◆ **WORK REQUIRED**: Copy out the lines of the material that include the string "await".

◆ **MATERIAL PROVIDED**:
==*==

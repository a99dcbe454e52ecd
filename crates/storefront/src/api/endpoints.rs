//! Typed calls against the commerce API.
//!
//! # Path contract
//!
//! ```text
//! GET    /api/v1/categories          - Category names
//! GET    /api/v1/products[?category] - Products, optionally filtered
//! GET    /api/v1/cart                - Cart line items
//! POST   /api/v1/cart/items          - Add a line ({product_id, quantity})
//! DELETE /api/v1/cart/items/{id}     - Remove a line
//! POST   /api/v1/orders              - Place an order (no body)
//! GET    /api/v1/orders              - Past orders
//! GET    /health                     - Service health
//! ```

use std::collections::BTreeMap;

use cloudmart_core::{CartItemCreate, CartItemId, CartLineItem, Category, Order, Product};
use serde::Deserialize;
use serde::de::DeserializeOwned;

use super::{RawResponse, Result, Transport};

pub const CATEGORIES: &str = "/api/v1/categories";
pub const PRODUCTS: &str = "/api/v1/products";
pub const CART: &str = "/api/v1/cart";
pub const CART_ITEMS: &str = "/api/v1/cart/items";
pub const ORDERS: &str = "/api/v1/orders";
pub const HEALTH: &str = "/health";

/// Characters `urlencoding` escapes that a URI component may carry as is.
const COMPONENT_SAFE: [(&str, &str); 5] = [
    ("%21", "!"),
    ("%27", "'"),
    ("%28", "("),
    ("%29", ")"),
    ("%2A", "*"),
];

/// Percent-encode one URI component.
///
/// Unreserved characters and `!'()*` stay literal, the same set a browser's
/// `encodeURIComponent` keeps.
#[must_use]
pub fn encode_component(raw: &str) -> String {
    COMPONENT_SAFE
        .iter()
        .fold(urlencoding::encode(raw).into_owned(), |encoded, &(escape, literal)| {
            encoded.replace(escape, literal)
        })
}

/// Product listing path, with a category filter only when one is given.
#[must_use]
pub fn products_path(category: &str) -> String {
    if category.is_empty() {
        PRODUCTS.to_string()
    } else {
        format!("{PRODUCTS}?category={}", encode_component(category))
    }
}

/// Path of a single cart line.
#[must_use]
pub fn cart_item_path(id: &CartItemId) -> String {
    format!("{CART_ITEMS}/{}", encode_component(id.as_str()))
}

async fn get_json<T, D>(api: &T, path: &str) -> Result<D>
where
    T: Transport,
    D: DeserializeOwned,
{
    let value = api.get(path).await?;
    Ok(serde_json::from_value(value)?)
}

/// List all category names, in server order.
///
/// # Errors
///
/// Returns error on transport failure or a non-success status.
pub async fn list_categories<T: Transport>(api: &T) -> Result<Vec<Category>> {
    get_json(api, CATEGORIES).await
}

/// List products, filtered by `category` when it is non-empty.
///
/// # Errors
///
/// Returns error on transport failure or a non-success status.
pub async fn list_products<T: Transport>(api: &T, category: &str) -> Result<Vec<Product>> {
    get_json(api, &products_path(category)).await
}

/// List the current cart lines.
///
/// # Errors
///
/// Returns error on transport failure or a non-success status.
pub async fn list_cart<T: Transport>(api: &T) -> Result<Vec<CartLineItem>> {
    get_json(api, CART).await
}

/// Create a cart line. The response status is left to the caller.
///
/// # Errors
///
/// Returns error only on transport failure.
pub async fn add_cart_item<T: Transport>(
    api: &T,
    item: &CartItemCreate,
) -> Result<RawResponse> {
    let body = serde_json::to_value(item)?;
    api.post(CART_ITEMS, Some(body)).await
}

/// Delete a cart line. The response status is left to the caller.
///
/// # Errors
///
/// Returns error only on transport failure.
pub async fn remove_cart_item<T: Transport>(
    api: &T,
    id: &CartItemId,
) -> Result<RawResponse> {
    api.delete(&cart_item_path(id)).await
}

/// Place an order from the current cart. The response status is left to
/// the caller.
///
/// # Errors
///
/// Returns error only on transport failure.
pub async fn place_order<T: Transport>(api: &T) -> Result<RawResponse> {
    api.post(ORDERS, None).await
}

/// List past orders.
///
/// # Errors
///
/// Returns error on transport failure or a non-success status.
pub async fn list_orders<T: Transport>(api: &T) -> Result<Vec<Order>> {
    get_json(api, ORDERS).await
}

/// Body of the health endpoint.
#[derive(Debug, Clone, PartialEq, Eq, Deserialize)]
pub struct Health {
    pub status: String,
    /// Any extra fields the backend reports (e.g. storage connectivity).
    #[serde(flatten)]
    pub details: BTreeMap<String, serde_json::Value>,
}

impl Health {
    /// Whether the service reported itself healthy.
    #[must_use]
    pub fn is_ok(&self) -> bool {
        self.status == "ok"
    }
}

/// Check service health.
///
/// # Errors
///
/// Returns error on transport failure or a non-success status.
pub async fn health<T: Transport>(api: &T) -> Result<Health> {
    get_json(api, HEALTH).await
}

==*==

◆ **FINISHED TASK**:
    let value = api.get(path).await?;
    get_json(api, CATEGORIES).await
    get_json(api, &products_path(category)).await
    get_json(api, CART).await
    api.post(CART_ITEMS, Some(body)).await
    api.delete(&cart_item_path(id)).await
    api.post(ORDERS, None).await
    get_json(api, ORDERS).await
    get_json(api, HEALTH).await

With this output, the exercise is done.